(Dataset entries)
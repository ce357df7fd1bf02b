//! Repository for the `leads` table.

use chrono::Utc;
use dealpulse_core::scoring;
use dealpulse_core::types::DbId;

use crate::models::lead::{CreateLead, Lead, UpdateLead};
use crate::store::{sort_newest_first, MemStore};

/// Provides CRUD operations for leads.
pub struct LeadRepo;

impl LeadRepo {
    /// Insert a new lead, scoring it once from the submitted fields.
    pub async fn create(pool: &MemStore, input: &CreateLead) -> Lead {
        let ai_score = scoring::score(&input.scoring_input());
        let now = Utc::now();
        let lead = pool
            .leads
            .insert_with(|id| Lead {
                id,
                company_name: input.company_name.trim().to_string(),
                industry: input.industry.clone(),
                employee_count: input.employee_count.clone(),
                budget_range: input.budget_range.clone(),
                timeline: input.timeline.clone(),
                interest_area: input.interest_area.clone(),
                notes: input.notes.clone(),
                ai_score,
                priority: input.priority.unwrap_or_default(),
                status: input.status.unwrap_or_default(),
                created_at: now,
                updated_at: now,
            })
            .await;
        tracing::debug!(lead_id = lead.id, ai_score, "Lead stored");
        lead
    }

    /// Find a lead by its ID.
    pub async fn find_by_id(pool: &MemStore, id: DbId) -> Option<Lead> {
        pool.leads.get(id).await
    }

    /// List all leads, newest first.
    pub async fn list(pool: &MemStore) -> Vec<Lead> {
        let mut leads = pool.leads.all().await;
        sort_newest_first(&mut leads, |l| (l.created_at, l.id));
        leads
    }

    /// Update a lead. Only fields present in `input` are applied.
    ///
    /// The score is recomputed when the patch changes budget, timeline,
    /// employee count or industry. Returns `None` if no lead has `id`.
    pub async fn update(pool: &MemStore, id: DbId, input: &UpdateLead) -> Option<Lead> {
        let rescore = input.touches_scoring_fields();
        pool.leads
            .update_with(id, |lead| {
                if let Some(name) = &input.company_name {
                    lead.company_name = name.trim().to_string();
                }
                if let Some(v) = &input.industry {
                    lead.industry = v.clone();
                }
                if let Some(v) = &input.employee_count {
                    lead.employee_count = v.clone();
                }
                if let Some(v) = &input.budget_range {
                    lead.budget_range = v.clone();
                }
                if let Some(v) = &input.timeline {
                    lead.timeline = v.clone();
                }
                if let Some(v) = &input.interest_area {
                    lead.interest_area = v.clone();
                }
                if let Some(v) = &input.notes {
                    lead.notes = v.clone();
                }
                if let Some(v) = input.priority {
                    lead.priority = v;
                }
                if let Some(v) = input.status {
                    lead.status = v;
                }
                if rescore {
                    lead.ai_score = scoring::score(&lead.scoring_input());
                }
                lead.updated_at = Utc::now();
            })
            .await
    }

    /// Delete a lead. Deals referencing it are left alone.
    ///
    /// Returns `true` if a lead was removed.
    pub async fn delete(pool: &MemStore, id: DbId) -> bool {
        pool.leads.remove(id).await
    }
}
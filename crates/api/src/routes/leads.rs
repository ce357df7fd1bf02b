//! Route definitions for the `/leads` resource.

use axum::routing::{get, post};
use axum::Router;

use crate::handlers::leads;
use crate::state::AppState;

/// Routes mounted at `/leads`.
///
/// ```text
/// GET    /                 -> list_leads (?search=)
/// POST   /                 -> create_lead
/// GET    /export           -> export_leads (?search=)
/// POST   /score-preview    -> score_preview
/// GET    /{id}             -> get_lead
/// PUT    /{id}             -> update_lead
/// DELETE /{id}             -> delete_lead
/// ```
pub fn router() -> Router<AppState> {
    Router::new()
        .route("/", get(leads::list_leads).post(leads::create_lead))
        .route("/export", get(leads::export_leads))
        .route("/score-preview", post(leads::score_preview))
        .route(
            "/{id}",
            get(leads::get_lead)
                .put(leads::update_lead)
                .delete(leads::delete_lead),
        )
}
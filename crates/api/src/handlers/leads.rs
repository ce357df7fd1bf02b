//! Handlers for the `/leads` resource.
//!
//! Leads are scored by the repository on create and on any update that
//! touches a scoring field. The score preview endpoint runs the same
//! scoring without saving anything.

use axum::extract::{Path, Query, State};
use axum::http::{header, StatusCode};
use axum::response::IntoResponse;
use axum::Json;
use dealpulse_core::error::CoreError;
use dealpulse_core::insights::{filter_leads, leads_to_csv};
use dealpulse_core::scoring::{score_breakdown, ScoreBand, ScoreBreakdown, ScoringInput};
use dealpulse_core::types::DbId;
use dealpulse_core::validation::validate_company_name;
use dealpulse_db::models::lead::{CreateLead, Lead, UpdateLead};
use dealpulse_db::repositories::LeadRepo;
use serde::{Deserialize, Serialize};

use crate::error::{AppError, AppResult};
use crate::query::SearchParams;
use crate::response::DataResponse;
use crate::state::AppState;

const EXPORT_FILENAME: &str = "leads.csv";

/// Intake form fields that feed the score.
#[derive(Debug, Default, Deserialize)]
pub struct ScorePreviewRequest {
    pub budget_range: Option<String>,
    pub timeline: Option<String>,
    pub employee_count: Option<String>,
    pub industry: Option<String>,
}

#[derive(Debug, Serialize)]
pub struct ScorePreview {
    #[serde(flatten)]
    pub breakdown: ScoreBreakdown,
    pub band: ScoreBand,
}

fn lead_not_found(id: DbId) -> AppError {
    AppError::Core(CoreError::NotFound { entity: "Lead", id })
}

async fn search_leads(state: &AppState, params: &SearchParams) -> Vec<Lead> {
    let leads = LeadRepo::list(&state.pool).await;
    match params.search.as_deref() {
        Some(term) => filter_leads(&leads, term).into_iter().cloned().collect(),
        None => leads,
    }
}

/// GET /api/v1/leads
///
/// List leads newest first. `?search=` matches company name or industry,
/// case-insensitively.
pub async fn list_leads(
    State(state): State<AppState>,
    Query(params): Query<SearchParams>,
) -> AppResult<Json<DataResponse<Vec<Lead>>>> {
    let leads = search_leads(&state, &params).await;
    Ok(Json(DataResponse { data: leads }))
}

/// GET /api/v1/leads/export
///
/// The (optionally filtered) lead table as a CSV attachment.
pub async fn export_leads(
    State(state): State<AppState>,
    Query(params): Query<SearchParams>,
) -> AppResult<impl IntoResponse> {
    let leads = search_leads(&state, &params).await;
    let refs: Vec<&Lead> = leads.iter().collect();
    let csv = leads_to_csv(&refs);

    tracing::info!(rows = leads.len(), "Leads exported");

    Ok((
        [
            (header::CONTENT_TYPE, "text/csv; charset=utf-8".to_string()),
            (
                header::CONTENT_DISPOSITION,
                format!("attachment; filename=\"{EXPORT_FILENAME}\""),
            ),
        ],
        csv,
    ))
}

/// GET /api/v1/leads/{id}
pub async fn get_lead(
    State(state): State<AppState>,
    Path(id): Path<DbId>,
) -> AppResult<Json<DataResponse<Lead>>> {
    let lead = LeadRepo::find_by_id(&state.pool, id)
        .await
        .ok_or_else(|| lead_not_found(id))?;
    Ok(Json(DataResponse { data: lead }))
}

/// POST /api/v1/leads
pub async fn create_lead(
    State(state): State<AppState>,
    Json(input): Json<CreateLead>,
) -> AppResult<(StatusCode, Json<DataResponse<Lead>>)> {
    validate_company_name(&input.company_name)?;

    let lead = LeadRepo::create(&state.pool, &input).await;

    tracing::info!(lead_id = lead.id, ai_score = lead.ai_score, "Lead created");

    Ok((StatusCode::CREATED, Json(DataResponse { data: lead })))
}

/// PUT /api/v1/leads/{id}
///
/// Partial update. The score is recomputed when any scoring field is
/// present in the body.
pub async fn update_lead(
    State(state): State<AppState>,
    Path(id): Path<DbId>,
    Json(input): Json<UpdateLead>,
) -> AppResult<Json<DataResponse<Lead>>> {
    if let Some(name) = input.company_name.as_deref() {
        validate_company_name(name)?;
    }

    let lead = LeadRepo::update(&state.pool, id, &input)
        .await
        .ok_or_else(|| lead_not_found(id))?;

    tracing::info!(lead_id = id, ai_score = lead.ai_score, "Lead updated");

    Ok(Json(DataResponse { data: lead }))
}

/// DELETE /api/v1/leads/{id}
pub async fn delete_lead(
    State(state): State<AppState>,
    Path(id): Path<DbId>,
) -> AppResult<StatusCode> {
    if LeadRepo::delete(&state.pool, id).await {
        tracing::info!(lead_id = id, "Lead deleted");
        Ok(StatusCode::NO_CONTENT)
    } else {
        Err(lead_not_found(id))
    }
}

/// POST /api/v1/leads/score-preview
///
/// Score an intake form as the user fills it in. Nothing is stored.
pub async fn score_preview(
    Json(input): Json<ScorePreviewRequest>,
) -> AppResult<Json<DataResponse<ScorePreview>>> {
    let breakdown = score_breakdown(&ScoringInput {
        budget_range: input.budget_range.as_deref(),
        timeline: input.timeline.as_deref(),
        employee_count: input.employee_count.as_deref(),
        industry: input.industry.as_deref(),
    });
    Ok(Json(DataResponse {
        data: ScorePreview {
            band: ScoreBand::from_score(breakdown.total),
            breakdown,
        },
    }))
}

==

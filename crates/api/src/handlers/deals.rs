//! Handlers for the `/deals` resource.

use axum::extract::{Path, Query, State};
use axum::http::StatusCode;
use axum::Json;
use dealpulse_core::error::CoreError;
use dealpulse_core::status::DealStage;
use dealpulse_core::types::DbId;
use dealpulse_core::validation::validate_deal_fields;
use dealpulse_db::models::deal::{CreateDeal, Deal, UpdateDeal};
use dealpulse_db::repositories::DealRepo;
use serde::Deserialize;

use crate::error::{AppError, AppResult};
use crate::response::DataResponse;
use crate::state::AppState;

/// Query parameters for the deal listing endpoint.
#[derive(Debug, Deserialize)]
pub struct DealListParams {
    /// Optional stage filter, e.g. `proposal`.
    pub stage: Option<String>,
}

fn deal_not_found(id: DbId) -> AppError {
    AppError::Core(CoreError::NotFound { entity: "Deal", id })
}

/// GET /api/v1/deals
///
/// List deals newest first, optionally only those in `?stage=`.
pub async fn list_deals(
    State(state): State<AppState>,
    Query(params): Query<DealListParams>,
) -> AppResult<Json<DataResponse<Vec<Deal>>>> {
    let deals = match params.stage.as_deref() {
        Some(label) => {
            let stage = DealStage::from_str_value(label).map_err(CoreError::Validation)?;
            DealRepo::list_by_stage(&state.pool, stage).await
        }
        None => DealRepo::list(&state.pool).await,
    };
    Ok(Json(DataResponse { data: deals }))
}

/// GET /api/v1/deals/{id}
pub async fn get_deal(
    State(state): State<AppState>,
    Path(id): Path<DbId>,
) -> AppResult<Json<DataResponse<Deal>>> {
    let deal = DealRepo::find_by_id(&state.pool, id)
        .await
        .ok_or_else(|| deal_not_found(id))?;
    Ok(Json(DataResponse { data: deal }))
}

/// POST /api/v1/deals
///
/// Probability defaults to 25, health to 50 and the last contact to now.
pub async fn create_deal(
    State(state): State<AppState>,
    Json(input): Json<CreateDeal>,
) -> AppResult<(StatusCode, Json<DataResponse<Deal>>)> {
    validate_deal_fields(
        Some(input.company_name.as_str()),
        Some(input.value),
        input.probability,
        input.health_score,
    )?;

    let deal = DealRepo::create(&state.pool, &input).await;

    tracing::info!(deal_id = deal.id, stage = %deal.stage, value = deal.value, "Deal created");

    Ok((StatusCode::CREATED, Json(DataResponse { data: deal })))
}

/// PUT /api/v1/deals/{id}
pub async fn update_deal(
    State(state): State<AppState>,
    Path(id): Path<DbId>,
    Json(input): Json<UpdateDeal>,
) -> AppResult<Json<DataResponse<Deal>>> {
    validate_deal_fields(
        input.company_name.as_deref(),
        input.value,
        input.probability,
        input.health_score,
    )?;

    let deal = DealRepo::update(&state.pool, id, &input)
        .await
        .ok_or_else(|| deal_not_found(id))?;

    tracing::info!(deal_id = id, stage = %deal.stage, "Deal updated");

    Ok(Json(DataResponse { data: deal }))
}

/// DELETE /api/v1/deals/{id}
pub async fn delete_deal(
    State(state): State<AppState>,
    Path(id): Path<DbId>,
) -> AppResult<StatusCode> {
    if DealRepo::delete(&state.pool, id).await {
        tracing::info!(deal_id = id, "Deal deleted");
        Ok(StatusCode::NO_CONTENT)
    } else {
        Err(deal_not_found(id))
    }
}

==

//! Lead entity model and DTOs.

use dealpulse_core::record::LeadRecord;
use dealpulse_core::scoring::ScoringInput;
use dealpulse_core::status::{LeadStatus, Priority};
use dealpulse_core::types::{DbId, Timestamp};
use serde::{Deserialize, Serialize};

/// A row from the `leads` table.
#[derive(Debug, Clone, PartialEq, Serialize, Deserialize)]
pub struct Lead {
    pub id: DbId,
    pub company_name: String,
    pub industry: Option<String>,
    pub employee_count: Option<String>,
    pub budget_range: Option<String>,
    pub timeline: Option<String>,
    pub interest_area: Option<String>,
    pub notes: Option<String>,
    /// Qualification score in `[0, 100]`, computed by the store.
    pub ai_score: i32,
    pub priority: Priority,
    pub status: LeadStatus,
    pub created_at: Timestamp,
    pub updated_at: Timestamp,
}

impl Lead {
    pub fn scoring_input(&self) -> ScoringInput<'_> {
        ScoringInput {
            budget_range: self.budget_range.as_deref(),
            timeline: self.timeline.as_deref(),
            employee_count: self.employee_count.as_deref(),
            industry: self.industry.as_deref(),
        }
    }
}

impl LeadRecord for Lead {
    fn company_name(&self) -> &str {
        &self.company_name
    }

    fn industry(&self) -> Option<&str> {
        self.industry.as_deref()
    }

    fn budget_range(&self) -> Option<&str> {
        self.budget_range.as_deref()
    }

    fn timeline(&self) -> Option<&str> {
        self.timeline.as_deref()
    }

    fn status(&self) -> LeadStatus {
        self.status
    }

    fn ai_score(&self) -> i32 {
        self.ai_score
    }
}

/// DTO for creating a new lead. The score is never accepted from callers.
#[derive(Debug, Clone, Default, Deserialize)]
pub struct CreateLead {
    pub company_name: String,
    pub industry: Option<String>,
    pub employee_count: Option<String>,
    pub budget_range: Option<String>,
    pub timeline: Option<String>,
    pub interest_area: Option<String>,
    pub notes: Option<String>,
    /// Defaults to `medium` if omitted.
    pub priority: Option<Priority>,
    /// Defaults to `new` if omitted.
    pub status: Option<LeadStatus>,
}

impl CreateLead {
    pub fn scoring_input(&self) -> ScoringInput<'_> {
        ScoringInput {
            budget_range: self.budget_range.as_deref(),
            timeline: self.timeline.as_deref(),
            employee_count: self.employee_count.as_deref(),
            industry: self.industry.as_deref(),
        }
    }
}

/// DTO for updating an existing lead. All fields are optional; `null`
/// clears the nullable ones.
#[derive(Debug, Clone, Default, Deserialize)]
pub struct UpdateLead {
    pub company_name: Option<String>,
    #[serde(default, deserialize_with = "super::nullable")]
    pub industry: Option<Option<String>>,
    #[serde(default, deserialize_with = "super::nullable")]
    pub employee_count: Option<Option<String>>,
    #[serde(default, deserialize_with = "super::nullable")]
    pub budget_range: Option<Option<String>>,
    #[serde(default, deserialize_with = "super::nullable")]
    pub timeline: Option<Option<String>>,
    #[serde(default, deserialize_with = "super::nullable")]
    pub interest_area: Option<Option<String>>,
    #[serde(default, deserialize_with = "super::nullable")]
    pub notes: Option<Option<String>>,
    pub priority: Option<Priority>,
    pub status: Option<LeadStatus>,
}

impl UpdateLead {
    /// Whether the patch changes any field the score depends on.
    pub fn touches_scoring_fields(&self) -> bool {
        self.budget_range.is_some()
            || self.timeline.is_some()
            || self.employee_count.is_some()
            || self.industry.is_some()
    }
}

# EXERCISE
Search the records for the string "http", and copy every line that holds it.

# EXERCISE ANSWER
use axum::http::{header, StatusCode};
use axum::http::StatusCode;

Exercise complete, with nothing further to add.